--- To do ---
Could you find each line of the data below that contains the word "values" and copy those lines?

(Saved data entries)
========================

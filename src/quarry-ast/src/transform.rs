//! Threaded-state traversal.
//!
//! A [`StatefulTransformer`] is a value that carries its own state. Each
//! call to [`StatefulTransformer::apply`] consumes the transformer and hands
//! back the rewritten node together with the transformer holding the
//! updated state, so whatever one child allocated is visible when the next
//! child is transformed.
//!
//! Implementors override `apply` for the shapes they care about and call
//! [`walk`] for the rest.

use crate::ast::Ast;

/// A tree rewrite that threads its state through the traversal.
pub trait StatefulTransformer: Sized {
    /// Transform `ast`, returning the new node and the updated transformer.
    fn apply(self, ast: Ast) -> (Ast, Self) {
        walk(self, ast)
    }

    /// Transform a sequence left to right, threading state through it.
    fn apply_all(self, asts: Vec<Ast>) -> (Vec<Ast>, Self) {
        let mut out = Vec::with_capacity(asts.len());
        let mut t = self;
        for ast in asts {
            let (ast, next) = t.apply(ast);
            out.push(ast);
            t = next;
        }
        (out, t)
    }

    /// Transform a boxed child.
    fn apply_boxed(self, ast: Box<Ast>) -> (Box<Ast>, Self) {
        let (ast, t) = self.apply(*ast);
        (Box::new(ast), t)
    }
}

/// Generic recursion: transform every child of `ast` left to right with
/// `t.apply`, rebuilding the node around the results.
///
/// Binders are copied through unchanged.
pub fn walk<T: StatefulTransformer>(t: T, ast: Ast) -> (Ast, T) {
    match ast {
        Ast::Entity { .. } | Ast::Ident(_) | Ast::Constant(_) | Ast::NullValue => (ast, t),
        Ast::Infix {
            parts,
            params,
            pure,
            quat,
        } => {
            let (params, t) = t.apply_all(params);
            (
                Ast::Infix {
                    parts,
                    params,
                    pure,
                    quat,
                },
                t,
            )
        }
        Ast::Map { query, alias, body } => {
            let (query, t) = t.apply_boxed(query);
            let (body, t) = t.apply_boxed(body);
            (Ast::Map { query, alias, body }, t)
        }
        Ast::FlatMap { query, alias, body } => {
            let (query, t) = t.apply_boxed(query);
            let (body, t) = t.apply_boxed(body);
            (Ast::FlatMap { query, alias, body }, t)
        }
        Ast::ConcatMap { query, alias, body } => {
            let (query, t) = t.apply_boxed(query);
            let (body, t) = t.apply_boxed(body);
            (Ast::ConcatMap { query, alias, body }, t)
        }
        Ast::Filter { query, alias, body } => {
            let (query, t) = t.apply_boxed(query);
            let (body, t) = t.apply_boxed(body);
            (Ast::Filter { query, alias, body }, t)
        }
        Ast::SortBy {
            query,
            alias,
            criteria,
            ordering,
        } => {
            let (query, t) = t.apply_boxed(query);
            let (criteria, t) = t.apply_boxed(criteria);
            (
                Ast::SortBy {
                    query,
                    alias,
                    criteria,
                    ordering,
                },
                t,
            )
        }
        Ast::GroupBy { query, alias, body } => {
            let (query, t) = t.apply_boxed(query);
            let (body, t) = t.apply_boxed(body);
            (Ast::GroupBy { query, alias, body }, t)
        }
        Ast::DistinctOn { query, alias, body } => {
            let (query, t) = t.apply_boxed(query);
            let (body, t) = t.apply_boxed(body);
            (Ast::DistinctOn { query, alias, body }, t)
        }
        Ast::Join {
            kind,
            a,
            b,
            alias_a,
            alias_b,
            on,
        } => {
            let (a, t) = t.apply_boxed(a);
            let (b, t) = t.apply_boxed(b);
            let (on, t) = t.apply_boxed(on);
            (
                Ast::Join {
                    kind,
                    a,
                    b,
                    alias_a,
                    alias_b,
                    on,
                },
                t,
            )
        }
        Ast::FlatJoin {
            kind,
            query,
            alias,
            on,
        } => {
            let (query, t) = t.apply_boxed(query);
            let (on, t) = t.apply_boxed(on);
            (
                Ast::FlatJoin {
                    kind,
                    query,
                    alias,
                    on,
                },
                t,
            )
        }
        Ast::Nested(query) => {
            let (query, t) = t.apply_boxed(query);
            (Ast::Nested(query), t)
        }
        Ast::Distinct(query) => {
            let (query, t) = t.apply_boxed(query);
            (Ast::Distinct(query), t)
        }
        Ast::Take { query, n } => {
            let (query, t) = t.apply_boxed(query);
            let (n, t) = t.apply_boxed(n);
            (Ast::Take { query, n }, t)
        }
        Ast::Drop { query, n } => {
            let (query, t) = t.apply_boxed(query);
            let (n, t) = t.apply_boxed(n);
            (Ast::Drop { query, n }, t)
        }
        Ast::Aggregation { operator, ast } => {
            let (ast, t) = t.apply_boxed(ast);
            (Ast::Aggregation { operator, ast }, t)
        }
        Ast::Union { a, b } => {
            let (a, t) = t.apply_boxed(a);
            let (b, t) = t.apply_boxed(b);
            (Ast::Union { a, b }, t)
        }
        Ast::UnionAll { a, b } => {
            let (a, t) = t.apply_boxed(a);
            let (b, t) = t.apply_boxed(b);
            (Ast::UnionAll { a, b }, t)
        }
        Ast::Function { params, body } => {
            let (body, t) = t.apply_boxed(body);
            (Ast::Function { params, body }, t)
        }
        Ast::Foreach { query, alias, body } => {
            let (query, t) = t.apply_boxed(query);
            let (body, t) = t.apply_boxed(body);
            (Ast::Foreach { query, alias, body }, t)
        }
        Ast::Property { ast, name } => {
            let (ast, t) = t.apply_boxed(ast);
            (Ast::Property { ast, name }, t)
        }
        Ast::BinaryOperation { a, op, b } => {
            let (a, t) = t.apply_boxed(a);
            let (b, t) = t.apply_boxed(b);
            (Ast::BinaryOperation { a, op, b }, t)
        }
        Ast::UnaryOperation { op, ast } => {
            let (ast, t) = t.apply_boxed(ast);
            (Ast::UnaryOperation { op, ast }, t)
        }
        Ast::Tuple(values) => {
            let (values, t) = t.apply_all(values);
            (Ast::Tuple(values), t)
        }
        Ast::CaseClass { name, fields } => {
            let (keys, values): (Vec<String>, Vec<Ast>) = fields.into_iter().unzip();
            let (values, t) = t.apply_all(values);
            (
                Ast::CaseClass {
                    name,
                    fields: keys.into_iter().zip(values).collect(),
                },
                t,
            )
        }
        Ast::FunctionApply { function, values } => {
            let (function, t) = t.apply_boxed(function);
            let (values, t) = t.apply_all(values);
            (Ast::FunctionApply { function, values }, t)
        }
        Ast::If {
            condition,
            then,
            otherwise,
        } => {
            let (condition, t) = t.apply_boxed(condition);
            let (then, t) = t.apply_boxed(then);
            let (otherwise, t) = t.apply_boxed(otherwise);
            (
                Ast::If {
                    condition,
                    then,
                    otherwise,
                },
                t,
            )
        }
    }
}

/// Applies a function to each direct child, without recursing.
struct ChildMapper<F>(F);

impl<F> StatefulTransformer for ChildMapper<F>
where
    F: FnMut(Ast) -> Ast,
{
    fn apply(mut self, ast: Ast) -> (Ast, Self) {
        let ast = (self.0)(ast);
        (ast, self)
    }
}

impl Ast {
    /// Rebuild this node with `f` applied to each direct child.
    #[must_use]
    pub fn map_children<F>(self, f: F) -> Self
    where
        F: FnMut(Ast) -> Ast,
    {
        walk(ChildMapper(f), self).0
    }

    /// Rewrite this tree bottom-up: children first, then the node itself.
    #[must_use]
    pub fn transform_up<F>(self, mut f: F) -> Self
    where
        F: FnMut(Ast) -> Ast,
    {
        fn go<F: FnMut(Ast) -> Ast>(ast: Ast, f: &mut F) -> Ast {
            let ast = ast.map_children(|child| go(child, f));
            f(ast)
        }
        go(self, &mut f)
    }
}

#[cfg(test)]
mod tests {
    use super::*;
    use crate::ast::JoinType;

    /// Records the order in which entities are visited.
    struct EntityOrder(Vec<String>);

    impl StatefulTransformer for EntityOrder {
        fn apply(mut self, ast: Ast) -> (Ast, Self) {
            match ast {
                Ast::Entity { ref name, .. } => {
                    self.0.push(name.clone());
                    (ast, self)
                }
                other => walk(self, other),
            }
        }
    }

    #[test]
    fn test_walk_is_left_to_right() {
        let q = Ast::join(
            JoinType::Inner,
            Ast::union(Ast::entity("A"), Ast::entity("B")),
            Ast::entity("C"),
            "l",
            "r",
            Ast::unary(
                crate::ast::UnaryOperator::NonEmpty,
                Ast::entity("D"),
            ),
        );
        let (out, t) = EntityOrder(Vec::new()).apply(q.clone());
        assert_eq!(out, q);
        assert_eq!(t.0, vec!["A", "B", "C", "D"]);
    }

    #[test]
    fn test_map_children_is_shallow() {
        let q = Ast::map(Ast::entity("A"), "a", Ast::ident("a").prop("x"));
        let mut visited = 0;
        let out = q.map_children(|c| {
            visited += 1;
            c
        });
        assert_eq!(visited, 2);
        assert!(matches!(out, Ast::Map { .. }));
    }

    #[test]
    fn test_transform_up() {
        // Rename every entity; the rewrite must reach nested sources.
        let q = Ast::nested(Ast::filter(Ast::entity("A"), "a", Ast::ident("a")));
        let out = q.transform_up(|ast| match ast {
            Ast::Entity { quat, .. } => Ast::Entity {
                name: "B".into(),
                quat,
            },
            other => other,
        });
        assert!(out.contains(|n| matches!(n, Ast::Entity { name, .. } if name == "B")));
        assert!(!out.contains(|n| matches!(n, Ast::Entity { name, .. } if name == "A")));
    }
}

========================

--- Expected output ---
        Ast::Tuple(values) => {
            let (values, t) = t.apply_all(values);
            (Ast::Tuple(values), t)
            let (keys, values): (Vec<String>, Vec<Ast>) = fields.into_iter().unzip();
            let (values, t) = t.apply_all(values);
                    fields: keys.into_iter().zip(values).collect(),
        Ast::FunctionApply { function, values } => {
            let (values, t) = t.apply_all(values);
            (Ast::FunctionApply { function, values }, t)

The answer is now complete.